What the task requires —
Copy, in full, each line of the material that holds the word "DescriptorKind".

Records supplied —
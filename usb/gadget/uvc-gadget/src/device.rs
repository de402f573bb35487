//! The composite camera: a UVC function (video control + video streaming) plus the
//! data channel's endpoints, all as compile-time tables.

use static_assertions::{const_assert, const_assert_eq};

use driver_gadget::descriptor::{
    descriptor_data, ConfigDescriptor, DeviceDescriptor, EndpointDescriptor,
    InterfaceAssociationDescriptor, InterfaceDescriptor, CONFIG_ATTR_BUS_POWERED,
    CONFIG_ATTR_SELF_POWERED, LANGID_EN_US,
};
use driver_gadget::{
    endpoint, langid_descriptor, string_descriptor, ClassRequestTable, DeviceProperty,
    EndpointEntry, EndpointRole, RequestError,
};
use driver_udc::EndpointKind;

use crate::config::{self, ConfigEntry};
use crate::uvc::*;
use crate::video::{Frame, FrameIntervals, VideoDescriptor};

pub const VENDOR_ID: u16 = 0x1EAF;
pub const PRODUCT_ID: u16 = 0x0027;

/// bMaxPacketSize0
pub const CONTROL_PACKET_SIZE: u16 = 0x40;
pub const BULK_PACKET_SIZE: u16 = 0x40;

pub const CONTROL_ENDPOINT: u8 = 0;
/// Video stream and data channel transmit
pub const TX_ENDPOINT: u8 = 1;
/// Video control status interrupts
pub const MANAGEMENT_ENDPOINT: u8 = 2;
/// Data channel receive
pub const RX_ENDPOINT: u8 = 3;

pub const VIDEO_CONTROL_INTERFACE: u8 = 0;
pub const VIDEO_STREAMING_INTERFACE: u8 = 1;

pub const CONFIG_ATTRIBUTES: u8 = CONFIG_ATTR_BUS_POWERED | CONFIG_ATTR_SELF_POWERED;

pub const STRING_LANGID: u8 = 0;
pub const STRING_MANUFACTURER: u8 = 1;
pub const STRING_PRODUCT: u8 = 2;

/// Frame interval of every frame: 5 frames per second.
const FRAME_INTERVAL: u32 = INTERVAL_UNITS_PER_SECOND / 5;

// The buffer table occupies the first 0x40 bytes of packet memory.
pub const ENDPOINTS: [EndpointEntry; 4] = [
    EndpointEntry {
        role: EndpointRole::Control,
        number: CONTROL_ENDPOINT,
        kind: EndpointKind::Control,
        rx_buffer: Some(0x40),
        tx_buffer: Some(0x80),
        max_packet_size: CONTROL_PACKET_SIZE,
        interval: 0,
    },
    EndpointEntry {
        role: EndpointRole::BulkIn,
        number: TX_ENDPOINT,
        kind: EndpointKind::Bulk,
        rx_buffer: None,
        tx_buffer: Some(0xC0),
        max_packet_size: BULK_PACKET_SIZE,
        interval: 0,
    },
    EndpointEntry {
        role: EndpointRole::Interrupt,
        number: MANAGEMENT_ENDPOINT,
        kind: EndpointKind::Interrupt,
        rx_buffer: None,
        tx_buffer: Some(0x100),
        max_packet_size: 0x40,
        interval: 0xFF,
    },
    EndpointEntry {
        role: EndpointRole::BulkOut,
        number: RX_ENDPOINT,
        kind: EndpointKind::Bulk,
        rx_buffer: Some(0x140),
        tx_buffer: None,
        max_packet_size: BULK_PACKET_SIZE,
        interval: 0,
    },
];

pub const DEVICE_DESCRIPTOR: DeviceDescriptor = DeviceDescriptor {
    usb: 0x0200,
    // Miscellaneous / common class / interface association
    class: 0xEF,
    sub_class: 0x02,
    protocol: 0x01,
    packet_size: CONTROL_PACKET_SIZE as u8,
    vendor: VENDOR_ID,
    product: PRODUCT_ID,
    release: 0x0200,
    manufacturer_str: STRING_MANUFACTURER,
    product_str: STRING_PRODUCT,
    serial_str: 0,
    configurations: 1,
};

pub static DEVICE: [u8; DeviceDescriptor::LEN] = DEVICE_DESCRIPTOR.bytes();

pub const CONFIG_HEADER: ConfigDescriptor = ConfigDescriptor {
    configuration_value: 1,
    configuration_str: 0,
    attributes: CONFIG_ATTRIBUTES,
    // 100 mA
    max_power: 50,
};

pub const CONFIG_ENTRIES: &[ConfigEntry] = &[
    ConfigEntry::Association(InterfaceAssociationDescriptor {
        first_interface: VIDEO_CONTROL_INTERFACE,
        interface_count: 2,
        function_class: CC_VIDEO,
        function_sub_class: SC_VIDEO_INTERFACE_COLLECTION,
        function_protocol: PC_PROTOCOL_UNDEFINED,
        function_str: STRING_MANUFACTURER,
    }),
    ConfigEntry::Interface(InterfaceDescriptor {
        number: VIDEO_CONTROL_INTERFACE,
        alternate_setting: 0,
        endpoints: 1,
        class: CC_VIDEO,
        sub_class: SC_VIDEOCONTROL,
        protocol: PC_PROTOCOL_UNDEFINED,
        interface_str: STRING_MANUFACTURER,
    }),
    ConfigEntry::Video(VideoDescriptor::VcHeader {
        uvc: 0x0110,
        clock_frequency: 6_000_000,
        interfaces: &[VIDEO_STREAMING_INTERFACE],
    }),
    ConfigEntry::Video(VideoDescriptor::CameraTerminal {
        terminal_id: 2,
        associated_terminal: 0,
        terminal_str: 0,
        objective_focal_length_min: 0,
        objective_focal_length_max: 0,
        ocular_focal_length: 0,
        controls: &[0, 0],
    }),
    ConfigEntry::Video(VideoDescriptor::ProcessingUnit {
        unit_id: 1,
        source_id: 2,
        max_multiplier: 0x400,
        controls: &[0, 0, 0],
        processing_str: STRING_MANUFACTURER,
        video_standards: 0,
    }),
    ConfigEntry::Video(VideoDescriptor::ExtensionUnit {
        unit_id: 3,
        guid: [0xFF; 16],
        num_controls: 0,
        sources: &[1],
        controls: &[0, 0, 0],
        extension_str: 0,
    }),
    ConfigEntry::Video(VideoDescriptor::OutputTerminal {
        terminal_id: 4,
        terminal_type: TT_STREAMING,
        associated_terminal: 0,
        source_id: 1,
        terminal_str: STRING_MANUFACTURER,
    }),
    ConfigEntry::Endpoint(EndpointDescriptor::from_entry(&ENDPOINTS[2])),
    ConfigEntry::Interface(InterfaceDescriptor {
        number: VIDEO_STREAMING_INTERFACE,
        alternate_setting: 0,
        endpoints: 1,
        class: CC_VIDEO,
        sub_class: SC_VIDEOSTREAMING,
        protocol: PC_PROTOCOL_UNDEFINED,
        interface_str: STRING_MANUFACTURER,
    }),
    ConfigEntry::Video(VideoDescriptor::InputHeader {
        endpoint_address: 0x80 | TX_ENDPOINT,
        info: 0,
        terminal_link: 4,
        still_capture_method: 0,
        trigger_support: 0,
        trigger_usage: 0,
        control_size: 1,
        controls: &[0, 0],
    }),
    ConfigEntry::Video(VideoDescriptor::FormatUncompressed {
        format_index: 1,
        guid: GUID_YUY2,
        bits_per_pixel: 16,
        default_frame_index: 1,
        aspect_ratio_x: 0,
        aspect_ratio_y: 0,
        interlace_flags: 0,
        copy_protect: 0,
    }),
    ConfigEntry::Video(VideoDescriptor::FrameUncompressed(Frame {
        frame_index: 1,
        capabilities: 0,
        width: 320,
        height: 240,
        min_bit_rate: 0x0119_4000,
        max_bit_rate: 0x0119_4000,
        max_frame_buffer_size: 0x500,
        default_frame_interval: FRAME_INTERVAL,
        intervals: FrameIntervals::Discrete(&[FRAME_INTERVAL]),
    })),
    ConfigEntry::Video(VideoDescriptor::FormatMjpeg {
        format_index: 2,
        flags: 0,
        default_frame_index: 1,
        aspect_ratio_x: 0,
        aspect_ratio_y: 0,
        interlace_flags: 0,
        copy_protect: 0,
    }),
    ConfigEntry::Video(VideoDescriptor::FrameMjpeg(Frame {
        frame_index: 1,
        capabilities: 0,
        width: 1600,
        height: 1200,
        min_bit_rate: 4_800_000,
        max_bit_rate: 4_800_000,
        max_frame_buffer_size: 0x500,
        default_frame_interval: FRAME_INTERVAL,
        intervals: FrameIntervals::Discrete(&[FRAME_INTERVAL]),
    })),
    ConfigEntry::Video(VideoDescriptor::ColorMatching {
        // BT.709, BT.709, SMPTE 170M
        color_primaries: 1,
        transfer_characteristics: 1,
        matrix_coefficients: 4,
    }),
    ConfigEntry::Endpoint(EndpointDescriptor::from_entry(&ENDPOINTS[1])),
];

pub const CONFIG_LEN: usize = config::configuration_length(CONFIG_ENTRIES);
pub const NUM_INTERFACES: u8 = config::interface_count(CONFIG_ENTRIES);

pub static CONFIGURATION: [u8; CONFIG_LEN] =
    config::encode_configuration(&CONFIG_HEADER, CONFIG_ENTRIES);

const_assert!(endpoint::validate_table(&ENDPOINTS));
const_assert!(config::validate(CONFIG_ENTRIES, &ENDPOINTS));
const_assert_eq!(CONFIG_LEN, 248);
const_assert_eq!(NUM_INTERFACES, 2);

pub const MANUFACTURER: &str = "LeafLabs";
pub const PRODUCT: &str = "Maple";

/// Indexed by string descriptor index; index 0 lists the supported languages.
pub static STRINGS: [&[u8]; 3] = [
    langid_descriptor!(LANGID_EN_US),
    string_descriptor!(MANUFACTURER),
    string_descriptor!(PRODUCT),
];

fn device_descriptor(length: u16) -> Option<&'static [u8]> {
    Some(descriptor_data(&DEVICE, length))
}

fn config_descriptor(length: u16) -> Option<&'static [u8]> {
    Some(descriptor_data(&CONFIGURATION, length))
}

fn string_descriptor(index: u8, length: u16) -> Option<&'static [u8]> {
    STRINGS
        .get(usize::from(index))
        .map(|desc| descriptor_data(desc, length))
}

/// Only alternate setting zero of the declared interfaces exists.
pub fn interface_setting(interface: u8, alternate_setting: u8) -> Result<(), RequestError> {
    if alternate_setting > 0 || interface >= NUM_INTERFACES {
        return Err(RequestError::Unsupported);
    }
    Ok(())
}

pub static PROPERTY: DeviceProperty = DeviceProperty {
    max_packet_size: CONTROL_PACKET_SIZE,
    total_configurations: DEVICE_DESCRIPTOR.configurations,
    config_attributes: CONFIG_ATTRIBUTES,
    endpoints: &ENDPOINTS,
    get_device_descriptor: device_descriptor,
    get_config_descriptor: config_descriptor,
    get_string_descriptor: string_descriptor,
    get_interface_setting: interface_setting,
    // Video probe/commit and control requests are left to a streaming layer.
    class_requests: ClassRequestTable::EMPTY,
};

#[cfg(test)]
mod tests {
    use super::*;
    use driver_gadget::descriptor::{DescriptorIter, DescriptorKind};

    #[test]
    fn device_descriptor_bytes() {
        assert_eq!(
            DEVICE,
            [
                18, 1, 0x00, 0x02, 0xEF, 0x02, 0x01, 0x40, 0xAF, 0x1E, 0x27, 0x00, 0x00, 0x02,
                1, 2, 0, 1
            ]
        );
    }

    #[test]
    fn total_length_is_sum_of_records() {
        let declared = u16::from_le_bytes([CONFIGURATION[2], CONFIGURATION[3]]);
        let sum: usize = DescriptorIter::new(&CONFIGURATION)
            .map(|(len, _, _)| usize::from(len))
            .sum();
        assert_eq!(usize::from(declared), CONFIGURATION.len());
        assert_eq!(sum, CONFIGURATION.len());
        assert_eq!(CONFIGURATION[4], 2);
        assert_eq!(CONFIGURATION[7], 0xC0);
    }

    #[test]
    fn class_header_totals() {
        let records: Vec<_> = DescriptorIter::new(&CONFIGURATION).collect();

        let (_, _, vc_header) = records
            .iter()
            .find(|(_, kind, bytes)| *kind == CS_INTERFACE && bytes[2] == VC_HEADER)
            .copied()
            .unwrap();
        assert_eq!(u16::from_le_bytes([vc_header[5], vc_header[6]]), 80);

        // The input header shares subtype 1 with the VC header; it is the second one.
        let (_, _, vs_header) = records
            .iter()
            .filter(|(_, kind, bytes)| *kind == CS_INTERFACE && bytes[2] == VS_INPUT_HEADER)
            .nth(1)
            .copied()
            .unwrap();
        assert_eq!(vs_header[3], 2);
        assert_eq!(u16::from_le_bytes([vs_header[4], vs_header[5]]), 119);
        assert_eq!(vs_header[6], 0x81);
    }

    #[test]
    fn endpoint_descriptors() {
        let endpoints: Vec<_> = DescriptorIter::new(&CONFIGURATION)
            .filter(|(_, kind, _)| *kind == DescriptorKind::Endpoint as u8)
            .map(|(_, _, bytes)| bytes.to_vec())
            .collect();
        assert_eq!(
            endpoints,
            vec![
                vec![7, 5, 0x82, 0x03, 0x40, 0x00, 0xFF],
                vec![7, 5, 0x81, 0x02, 0x40, 0x00, 0x00],
            ]
        );
    }

    #[test]
    fn strings() {
        assert_eq!(string_descriptor(0, 0xFF), Some(&[4, 3, 0x09, 0x04][..]));
        assert_eq!(
            string_descriptor(1, 0xFF).map(|d| d.len()),
            Some(2 + 2 * MANUFACTURER.len())
        );
        assert_eq!(string_descriptor(2, 4), Some(&[12, 3, b'M', 0][..]));
        assert_eq!(string_descriptor(3, 0xFF), None);
        assert_eq!(string_descriptor(99, 0xFF), None);
    }

    #[test]
    fn interface_settings() {
        assert!(interface_setting(0, 0).is_ok());
        assert!(interface_setting(1, 0).is_ok());
        assert!(matches!(
            interface_setting(5, 0),
            Err(RequestError::Unsupported)
        ));
        assert!(matches!(
            interface_setting(1, 1),
            Err(RequestError::Unsupported)
        ));
    }

    #[test]
    fn rx_buffer_clear_of_interrupt_buffer() {
        let interrupt = ENDPOINTS[2].tx_buffer.unwrap();
        let rx = ENDPOINTS[3].rx_buffer.unwrap();
        assert!(rx >= interrupt + ENDPOINTS[2].max_packet_size);
    }
}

Response to this task —
    use driver_gadget::descriptor::{DescriptorIter, DescriptorKind};
            .filter(|(_, kind, _)| *kind == DescriptorKind::Endpoint as u8)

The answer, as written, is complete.